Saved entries
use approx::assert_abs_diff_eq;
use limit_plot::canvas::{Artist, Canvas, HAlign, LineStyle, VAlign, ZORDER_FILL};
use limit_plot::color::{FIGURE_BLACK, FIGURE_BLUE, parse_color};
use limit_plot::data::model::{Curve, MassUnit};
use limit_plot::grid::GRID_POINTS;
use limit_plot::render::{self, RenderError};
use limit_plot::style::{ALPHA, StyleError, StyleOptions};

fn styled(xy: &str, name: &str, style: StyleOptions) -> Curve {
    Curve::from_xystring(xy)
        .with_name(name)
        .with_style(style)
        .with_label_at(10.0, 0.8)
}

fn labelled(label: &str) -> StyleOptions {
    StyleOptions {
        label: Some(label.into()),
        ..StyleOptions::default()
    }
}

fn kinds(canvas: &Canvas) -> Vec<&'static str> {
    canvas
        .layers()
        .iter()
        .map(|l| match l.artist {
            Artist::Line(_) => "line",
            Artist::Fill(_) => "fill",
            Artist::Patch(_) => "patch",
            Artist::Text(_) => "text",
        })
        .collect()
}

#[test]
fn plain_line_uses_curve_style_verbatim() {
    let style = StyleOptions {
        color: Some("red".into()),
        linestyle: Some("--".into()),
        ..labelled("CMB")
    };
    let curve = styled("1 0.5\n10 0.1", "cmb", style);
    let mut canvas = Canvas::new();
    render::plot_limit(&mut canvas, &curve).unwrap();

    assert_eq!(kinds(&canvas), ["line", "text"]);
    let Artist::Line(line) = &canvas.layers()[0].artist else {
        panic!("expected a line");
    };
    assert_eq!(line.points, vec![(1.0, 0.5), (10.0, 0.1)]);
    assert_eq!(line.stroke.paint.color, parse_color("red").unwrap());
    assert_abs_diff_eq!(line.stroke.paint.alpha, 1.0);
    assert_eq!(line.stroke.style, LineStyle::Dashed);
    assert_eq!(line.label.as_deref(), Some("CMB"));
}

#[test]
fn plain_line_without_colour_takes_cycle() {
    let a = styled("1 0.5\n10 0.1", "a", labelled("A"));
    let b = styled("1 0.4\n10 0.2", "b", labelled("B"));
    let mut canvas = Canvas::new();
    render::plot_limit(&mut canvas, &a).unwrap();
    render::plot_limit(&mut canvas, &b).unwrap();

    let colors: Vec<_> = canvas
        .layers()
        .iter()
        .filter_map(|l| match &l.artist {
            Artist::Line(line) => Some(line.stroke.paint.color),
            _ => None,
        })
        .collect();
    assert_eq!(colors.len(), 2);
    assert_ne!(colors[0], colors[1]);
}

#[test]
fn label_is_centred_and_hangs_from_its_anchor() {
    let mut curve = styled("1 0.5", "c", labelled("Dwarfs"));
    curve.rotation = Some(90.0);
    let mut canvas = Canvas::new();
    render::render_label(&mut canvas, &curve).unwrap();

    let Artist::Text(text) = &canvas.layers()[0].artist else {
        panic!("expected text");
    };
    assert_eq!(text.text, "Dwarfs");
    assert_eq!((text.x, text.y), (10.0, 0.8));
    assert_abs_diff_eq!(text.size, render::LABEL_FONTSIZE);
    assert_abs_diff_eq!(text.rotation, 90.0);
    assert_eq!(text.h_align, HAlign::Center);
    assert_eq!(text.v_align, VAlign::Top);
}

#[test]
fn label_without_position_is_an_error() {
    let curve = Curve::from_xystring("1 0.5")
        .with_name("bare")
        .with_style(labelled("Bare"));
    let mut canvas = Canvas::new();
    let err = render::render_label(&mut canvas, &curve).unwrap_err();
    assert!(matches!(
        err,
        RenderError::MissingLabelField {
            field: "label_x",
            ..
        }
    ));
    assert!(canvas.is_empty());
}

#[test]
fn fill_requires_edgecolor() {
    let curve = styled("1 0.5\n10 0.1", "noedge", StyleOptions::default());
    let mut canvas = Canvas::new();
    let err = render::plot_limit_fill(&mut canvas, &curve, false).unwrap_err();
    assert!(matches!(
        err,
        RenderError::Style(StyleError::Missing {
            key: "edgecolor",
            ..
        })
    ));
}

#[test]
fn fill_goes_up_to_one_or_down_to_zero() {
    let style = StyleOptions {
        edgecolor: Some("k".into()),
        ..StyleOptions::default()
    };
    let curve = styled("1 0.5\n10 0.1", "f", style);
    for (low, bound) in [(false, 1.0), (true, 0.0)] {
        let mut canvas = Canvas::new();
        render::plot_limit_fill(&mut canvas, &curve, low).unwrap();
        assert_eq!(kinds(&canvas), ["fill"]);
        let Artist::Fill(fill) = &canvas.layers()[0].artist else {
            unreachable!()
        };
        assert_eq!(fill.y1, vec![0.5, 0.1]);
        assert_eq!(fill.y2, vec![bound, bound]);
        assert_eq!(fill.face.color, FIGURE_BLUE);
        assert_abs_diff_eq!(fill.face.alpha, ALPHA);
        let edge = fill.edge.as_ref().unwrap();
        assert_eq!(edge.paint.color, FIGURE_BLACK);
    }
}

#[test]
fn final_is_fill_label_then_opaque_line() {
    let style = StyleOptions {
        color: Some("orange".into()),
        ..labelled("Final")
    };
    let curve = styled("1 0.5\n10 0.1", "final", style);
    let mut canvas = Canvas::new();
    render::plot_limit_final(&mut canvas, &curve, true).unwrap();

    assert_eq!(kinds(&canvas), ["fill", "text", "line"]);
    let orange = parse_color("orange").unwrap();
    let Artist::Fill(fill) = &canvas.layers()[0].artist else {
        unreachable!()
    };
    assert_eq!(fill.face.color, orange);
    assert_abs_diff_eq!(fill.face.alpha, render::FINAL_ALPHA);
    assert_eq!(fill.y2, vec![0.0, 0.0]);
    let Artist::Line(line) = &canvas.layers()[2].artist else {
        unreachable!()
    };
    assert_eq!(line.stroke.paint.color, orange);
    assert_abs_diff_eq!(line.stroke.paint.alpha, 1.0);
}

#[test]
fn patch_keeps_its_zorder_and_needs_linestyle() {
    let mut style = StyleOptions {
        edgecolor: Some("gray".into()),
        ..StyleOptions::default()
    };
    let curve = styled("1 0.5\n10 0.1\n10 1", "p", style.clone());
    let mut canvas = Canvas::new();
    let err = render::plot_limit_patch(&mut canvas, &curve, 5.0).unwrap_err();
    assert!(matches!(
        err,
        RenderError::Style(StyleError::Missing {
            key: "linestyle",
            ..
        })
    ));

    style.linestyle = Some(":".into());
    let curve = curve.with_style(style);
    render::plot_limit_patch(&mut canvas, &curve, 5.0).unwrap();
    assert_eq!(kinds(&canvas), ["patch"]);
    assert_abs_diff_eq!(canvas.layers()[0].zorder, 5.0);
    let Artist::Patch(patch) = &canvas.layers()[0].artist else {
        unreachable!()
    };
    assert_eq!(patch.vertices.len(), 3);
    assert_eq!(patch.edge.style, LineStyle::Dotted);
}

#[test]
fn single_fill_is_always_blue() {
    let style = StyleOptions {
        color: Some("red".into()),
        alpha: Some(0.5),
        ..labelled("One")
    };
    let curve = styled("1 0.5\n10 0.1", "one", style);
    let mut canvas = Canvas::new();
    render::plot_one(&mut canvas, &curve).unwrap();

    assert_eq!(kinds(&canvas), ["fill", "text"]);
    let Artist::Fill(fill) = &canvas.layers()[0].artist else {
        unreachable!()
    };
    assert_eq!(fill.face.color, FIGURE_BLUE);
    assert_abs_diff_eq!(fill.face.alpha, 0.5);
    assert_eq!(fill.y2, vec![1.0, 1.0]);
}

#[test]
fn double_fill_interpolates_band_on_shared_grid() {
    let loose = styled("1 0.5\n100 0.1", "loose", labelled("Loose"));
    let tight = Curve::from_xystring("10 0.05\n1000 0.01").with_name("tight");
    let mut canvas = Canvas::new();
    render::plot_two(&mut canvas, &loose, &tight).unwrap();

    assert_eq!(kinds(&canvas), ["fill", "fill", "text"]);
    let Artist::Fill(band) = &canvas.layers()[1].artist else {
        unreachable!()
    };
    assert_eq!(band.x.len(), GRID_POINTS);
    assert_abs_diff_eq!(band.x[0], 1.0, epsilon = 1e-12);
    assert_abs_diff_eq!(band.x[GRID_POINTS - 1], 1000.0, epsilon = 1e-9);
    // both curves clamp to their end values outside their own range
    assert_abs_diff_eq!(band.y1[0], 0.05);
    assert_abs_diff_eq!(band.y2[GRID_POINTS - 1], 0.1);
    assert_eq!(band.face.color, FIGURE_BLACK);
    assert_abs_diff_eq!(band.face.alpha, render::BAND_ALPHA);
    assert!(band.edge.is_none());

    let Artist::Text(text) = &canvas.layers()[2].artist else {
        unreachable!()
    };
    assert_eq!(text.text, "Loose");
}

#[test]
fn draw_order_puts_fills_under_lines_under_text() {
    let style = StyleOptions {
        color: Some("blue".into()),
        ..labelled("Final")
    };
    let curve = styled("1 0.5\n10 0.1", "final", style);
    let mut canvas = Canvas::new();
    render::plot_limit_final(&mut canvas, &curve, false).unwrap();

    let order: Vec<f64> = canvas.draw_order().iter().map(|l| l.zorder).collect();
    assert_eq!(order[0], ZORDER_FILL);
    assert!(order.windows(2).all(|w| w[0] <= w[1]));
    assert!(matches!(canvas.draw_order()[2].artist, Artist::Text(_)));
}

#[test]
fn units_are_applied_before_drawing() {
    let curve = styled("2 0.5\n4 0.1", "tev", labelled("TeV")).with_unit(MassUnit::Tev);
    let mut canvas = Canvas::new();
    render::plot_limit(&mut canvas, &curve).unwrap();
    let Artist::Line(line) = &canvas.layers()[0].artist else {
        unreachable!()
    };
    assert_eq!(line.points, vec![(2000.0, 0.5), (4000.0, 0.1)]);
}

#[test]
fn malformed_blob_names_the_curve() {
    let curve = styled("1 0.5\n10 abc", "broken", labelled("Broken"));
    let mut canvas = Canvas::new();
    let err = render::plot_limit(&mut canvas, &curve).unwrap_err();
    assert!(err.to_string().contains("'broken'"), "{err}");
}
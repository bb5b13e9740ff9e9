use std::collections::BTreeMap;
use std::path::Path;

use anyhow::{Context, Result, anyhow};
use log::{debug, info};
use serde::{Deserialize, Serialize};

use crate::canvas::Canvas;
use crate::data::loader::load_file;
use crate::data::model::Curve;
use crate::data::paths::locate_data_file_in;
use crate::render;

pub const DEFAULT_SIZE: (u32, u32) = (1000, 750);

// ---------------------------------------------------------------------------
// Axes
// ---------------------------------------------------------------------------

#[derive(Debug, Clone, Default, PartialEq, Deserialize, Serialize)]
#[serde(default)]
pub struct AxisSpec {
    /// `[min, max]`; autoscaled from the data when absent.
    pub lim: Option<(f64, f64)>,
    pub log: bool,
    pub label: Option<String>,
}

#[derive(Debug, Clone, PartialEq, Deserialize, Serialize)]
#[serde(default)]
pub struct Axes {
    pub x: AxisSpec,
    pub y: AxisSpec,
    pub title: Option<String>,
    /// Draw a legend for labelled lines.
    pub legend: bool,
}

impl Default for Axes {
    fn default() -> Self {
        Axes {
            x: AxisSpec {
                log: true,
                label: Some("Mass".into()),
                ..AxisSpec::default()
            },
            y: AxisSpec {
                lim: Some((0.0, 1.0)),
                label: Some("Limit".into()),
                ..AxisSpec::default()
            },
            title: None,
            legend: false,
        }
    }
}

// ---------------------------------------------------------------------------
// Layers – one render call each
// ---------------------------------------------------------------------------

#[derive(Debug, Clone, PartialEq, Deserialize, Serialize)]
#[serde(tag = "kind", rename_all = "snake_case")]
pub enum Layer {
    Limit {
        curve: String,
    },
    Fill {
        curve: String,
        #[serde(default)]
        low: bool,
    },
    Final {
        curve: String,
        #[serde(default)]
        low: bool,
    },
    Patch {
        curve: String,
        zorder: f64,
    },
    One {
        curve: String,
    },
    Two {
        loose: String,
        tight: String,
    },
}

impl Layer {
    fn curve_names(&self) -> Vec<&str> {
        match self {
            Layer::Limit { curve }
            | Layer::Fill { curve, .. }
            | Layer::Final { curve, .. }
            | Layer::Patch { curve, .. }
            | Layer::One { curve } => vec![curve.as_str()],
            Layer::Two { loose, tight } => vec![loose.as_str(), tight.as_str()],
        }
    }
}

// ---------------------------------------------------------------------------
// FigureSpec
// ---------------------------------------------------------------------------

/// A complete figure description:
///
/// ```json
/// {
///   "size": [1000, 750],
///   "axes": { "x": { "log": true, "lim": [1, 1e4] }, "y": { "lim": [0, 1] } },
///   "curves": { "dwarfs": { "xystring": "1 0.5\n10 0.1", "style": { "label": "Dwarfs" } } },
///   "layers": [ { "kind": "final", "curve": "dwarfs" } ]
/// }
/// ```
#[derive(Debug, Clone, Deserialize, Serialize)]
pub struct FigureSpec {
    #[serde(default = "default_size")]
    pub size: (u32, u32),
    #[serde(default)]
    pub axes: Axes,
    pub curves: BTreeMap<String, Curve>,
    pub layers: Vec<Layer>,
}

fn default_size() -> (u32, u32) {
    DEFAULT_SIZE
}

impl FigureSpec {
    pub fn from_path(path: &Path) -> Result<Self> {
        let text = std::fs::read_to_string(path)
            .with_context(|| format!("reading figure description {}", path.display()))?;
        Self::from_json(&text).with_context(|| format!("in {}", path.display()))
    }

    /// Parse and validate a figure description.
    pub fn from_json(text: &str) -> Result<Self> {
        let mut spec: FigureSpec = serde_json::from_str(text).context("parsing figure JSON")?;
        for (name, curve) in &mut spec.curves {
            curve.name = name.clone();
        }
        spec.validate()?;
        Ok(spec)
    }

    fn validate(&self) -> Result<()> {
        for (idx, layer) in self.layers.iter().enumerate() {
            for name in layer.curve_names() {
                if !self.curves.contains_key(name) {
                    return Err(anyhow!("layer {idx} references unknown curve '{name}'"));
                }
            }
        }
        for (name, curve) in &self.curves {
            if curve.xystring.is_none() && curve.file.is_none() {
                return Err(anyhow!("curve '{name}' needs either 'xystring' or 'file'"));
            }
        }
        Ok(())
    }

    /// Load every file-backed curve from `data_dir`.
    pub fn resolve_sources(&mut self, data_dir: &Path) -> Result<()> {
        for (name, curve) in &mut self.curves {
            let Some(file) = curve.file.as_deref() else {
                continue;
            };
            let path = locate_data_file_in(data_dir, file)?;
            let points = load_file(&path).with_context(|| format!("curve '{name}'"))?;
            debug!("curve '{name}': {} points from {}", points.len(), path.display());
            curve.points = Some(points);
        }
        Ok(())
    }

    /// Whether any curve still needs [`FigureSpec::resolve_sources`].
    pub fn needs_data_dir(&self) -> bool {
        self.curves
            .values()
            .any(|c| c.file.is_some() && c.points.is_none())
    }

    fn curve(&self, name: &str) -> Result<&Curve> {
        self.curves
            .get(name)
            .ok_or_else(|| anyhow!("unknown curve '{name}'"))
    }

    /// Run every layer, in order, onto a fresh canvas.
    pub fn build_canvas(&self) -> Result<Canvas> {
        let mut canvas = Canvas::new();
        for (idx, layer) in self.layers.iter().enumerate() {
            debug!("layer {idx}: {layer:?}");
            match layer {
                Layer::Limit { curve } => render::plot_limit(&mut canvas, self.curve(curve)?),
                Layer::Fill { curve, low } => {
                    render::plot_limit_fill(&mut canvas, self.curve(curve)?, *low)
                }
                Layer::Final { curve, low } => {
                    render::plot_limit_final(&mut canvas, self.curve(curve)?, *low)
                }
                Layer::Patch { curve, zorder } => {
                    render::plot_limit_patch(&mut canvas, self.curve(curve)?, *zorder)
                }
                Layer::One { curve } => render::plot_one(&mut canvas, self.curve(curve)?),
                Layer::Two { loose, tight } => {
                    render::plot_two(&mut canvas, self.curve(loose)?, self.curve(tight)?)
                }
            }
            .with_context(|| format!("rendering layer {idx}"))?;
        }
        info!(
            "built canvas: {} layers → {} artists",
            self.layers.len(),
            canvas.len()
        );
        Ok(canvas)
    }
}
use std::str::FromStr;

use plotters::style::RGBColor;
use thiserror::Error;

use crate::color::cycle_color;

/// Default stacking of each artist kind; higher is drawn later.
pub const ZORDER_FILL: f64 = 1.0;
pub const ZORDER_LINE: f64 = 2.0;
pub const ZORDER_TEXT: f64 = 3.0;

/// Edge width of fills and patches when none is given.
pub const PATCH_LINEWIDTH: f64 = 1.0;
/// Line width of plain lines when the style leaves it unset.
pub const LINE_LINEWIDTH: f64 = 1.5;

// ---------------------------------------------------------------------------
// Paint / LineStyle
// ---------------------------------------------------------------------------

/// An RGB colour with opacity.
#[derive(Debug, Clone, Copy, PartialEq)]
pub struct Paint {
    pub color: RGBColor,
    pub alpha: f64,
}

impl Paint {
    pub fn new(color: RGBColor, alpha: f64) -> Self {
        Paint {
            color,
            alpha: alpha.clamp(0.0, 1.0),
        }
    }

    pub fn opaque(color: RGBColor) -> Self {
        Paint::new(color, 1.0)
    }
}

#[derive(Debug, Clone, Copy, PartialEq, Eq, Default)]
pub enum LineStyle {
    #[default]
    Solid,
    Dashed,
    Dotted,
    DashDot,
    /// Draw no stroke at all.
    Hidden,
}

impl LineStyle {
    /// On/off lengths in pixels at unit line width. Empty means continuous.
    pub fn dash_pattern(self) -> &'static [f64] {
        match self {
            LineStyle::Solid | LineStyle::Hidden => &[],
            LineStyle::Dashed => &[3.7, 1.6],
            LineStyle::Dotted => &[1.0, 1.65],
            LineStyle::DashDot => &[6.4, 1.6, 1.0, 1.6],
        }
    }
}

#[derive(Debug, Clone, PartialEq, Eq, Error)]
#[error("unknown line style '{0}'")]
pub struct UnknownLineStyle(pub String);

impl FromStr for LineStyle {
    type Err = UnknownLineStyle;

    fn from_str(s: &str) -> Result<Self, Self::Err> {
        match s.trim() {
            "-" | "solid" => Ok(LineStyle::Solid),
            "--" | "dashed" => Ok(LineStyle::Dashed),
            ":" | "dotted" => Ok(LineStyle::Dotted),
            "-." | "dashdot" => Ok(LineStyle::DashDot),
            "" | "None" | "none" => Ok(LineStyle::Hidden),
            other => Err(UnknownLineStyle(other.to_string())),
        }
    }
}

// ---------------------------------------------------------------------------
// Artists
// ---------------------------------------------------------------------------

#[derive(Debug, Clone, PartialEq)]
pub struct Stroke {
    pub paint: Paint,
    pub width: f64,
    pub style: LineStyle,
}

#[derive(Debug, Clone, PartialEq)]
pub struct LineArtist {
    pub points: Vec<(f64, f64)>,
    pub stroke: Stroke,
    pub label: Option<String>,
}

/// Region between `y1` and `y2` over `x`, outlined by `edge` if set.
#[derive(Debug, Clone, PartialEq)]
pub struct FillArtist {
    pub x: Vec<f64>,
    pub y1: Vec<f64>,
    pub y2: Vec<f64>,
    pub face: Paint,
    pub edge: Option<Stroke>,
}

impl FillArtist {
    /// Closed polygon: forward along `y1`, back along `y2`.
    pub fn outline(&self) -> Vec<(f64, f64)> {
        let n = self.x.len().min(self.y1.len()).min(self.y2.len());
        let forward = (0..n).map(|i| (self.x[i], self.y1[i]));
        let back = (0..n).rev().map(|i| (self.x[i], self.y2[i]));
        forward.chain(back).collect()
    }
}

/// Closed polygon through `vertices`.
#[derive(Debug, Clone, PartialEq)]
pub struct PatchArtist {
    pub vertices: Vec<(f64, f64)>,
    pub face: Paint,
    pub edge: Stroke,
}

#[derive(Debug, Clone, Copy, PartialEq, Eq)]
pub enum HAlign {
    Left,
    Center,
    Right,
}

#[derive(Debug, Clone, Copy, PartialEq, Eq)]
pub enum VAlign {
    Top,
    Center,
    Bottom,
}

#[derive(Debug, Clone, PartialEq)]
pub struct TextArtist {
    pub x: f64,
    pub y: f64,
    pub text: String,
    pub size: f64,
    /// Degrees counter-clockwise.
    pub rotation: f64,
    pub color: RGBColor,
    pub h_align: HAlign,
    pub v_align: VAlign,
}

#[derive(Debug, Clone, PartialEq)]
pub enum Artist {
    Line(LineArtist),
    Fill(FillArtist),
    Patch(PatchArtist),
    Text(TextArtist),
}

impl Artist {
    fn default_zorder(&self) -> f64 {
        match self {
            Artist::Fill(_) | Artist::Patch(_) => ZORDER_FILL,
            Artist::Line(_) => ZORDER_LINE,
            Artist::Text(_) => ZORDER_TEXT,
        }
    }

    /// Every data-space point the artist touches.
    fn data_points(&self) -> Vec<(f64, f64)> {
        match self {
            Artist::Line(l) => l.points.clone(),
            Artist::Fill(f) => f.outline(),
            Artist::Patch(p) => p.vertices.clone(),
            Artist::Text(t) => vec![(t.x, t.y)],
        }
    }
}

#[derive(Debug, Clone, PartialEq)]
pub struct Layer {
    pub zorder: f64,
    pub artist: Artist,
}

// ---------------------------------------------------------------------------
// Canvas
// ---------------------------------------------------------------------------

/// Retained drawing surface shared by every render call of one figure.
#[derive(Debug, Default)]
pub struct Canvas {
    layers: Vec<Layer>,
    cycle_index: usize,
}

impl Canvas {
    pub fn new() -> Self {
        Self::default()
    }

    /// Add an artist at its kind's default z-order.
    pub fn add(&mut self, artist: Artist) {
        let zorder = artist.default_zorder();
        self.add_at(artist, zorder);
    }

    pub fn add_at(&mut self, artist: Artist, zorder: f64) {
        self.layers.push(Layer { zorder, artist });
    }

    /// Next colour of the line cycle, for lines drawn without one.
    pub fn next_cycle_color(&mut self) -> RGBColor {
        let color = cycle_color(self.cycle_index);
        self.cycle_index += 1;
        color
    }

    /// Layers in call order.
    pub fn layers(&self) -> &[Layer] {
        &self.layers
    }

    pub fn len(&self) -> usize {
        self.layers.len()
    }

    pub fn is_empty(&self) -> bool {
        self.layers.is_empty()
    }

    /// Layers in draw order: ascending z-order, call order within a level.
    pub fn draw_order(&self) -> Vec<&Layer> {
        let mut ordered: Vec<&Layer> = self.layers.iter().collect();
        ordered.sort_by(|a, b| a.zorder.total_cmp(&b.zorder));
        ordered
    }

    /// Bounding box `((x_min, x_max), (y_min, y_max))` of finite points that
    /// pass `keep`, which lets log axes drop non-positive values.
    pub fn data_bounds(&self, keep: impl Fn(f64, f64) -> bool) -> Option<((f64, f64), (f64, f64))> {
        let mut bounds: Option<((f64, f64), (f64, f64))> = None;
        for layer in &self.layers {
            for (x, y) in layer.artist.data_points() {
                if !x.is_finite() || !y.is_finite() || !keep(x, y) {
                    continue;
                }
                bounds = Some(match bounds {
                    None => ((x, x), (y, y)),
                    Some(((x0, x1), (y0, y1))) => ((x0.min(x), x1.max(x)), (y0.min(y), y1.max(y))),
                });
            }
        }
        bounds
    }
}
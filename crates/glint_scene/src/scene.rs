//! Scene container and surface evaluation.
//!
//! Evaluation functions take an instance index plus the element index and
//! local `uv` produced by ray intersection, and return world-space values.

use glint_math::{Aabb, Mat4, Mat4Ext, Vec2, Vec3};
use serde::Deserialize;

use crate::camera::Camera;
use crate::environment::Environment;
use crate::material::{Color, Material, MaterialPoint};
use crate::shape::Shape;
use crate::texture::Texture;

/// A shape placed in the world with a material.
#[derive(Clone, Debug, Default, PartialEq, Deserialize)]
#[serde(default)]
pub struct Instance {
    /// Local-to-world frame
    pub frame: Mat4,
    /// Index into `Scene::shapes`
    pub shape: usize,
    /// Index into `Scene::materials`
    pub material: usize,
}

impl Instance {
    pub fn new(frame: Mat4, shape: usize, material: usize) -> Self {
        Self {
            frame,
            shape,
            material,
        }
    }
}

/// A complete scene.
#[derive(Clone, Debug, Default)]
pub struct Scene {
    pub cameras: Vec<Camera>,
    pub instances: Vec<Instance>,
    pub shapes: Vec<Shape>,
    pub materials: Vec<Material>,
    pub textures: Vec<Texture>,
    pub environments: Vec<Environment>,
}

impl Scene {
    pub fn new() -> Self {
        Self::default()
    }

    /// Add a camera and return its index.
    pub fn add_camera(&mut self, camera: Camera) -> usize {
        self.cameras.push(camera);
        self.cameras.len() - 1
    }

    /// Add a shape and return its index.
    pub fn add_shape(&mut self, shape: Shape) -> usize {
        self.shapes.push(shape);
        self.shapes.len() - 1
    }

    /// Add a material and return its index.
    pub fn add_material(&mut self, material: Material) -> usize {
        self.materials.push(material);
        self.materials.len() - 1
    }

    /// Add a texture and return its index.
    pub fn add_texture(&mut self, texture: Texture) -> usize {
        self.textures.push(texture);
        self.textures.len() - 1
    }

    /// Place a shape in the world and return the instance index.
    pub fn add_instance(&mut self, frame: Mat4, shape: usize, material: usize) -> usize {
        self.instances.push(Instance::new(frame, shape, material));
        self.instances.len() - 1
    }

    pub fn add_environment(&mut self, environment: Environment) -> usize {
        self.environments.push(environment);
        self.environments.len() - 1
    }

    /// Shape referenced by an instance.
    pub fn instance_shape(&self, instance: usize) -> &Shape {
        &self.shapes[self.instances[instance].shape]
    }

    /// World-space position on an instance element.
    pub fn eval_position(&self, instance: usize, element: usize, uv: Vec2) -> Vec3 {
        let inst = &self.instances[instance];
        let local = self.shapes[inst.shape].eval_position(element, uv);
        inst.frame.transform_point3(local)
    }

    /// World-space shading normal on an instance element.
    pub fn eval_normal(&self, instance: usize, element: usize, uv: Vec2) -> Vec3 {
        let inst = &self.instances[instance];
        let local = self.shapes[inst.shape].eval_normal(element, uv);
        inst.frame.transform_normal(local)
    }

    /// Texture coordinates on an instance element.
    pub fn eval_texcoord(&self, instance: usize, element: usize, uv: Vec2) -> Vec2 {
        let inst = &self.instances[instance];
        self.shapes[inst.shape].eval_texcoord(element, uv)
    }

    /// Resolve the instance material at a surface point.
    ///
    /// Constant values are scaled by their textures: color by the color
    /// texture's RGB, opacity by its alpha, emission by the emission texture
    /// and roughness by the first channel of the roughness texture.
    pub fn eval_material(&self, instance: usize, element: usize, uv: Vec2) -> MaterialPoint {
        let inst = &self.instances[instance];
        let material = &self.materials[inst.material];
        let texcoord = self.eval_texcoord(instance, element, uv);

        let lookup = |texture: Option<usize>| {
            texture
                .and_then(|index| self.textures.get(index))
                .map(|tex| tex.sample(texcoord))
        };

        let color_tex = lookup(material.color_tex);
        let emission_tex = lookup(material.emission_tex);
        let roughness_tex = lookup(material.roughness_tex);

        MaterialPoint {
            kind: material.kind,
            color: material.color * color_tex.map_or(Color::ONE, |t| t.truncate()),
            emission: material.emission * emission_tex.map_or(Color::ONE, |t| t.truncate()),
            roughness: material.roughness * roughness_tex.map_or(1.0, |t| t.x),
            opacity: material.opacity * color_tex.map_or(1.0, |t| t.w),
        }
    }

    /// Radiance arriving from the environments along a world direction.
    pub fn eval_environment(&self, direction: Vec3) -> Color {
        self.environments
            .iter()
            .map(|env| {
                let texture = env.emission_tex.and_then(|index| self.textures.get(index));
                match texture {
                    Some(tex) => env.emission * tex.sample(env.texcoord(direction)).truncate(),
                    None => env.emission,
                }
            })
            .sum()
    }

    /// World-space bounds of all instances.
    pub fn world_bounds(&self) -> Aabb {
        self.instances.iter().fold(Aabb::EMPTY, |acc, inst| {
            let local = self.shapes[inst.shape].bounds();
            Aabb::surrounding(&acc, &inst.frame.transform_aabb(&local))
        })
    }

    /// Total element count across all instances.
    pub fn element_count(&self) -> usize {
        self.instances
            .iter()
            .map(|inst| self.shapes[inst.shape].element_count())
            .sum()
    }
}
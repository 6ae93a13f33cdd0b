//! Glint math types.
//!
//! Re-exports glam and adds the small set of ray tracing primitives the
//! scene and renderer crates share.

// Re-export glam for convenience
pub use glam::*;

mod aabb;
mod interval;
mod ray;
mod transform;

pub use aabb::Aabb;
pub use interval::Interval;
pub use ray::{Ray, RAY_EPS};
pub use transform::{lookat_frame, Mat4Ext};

Work instruction =>
Return each full line of the entries that contains the word "description".

Task solution =>
/// A complete figure description:
            .with_context(|| format!("reading figure description {}", path.display()))?;
    /// Parse and validate a figure description.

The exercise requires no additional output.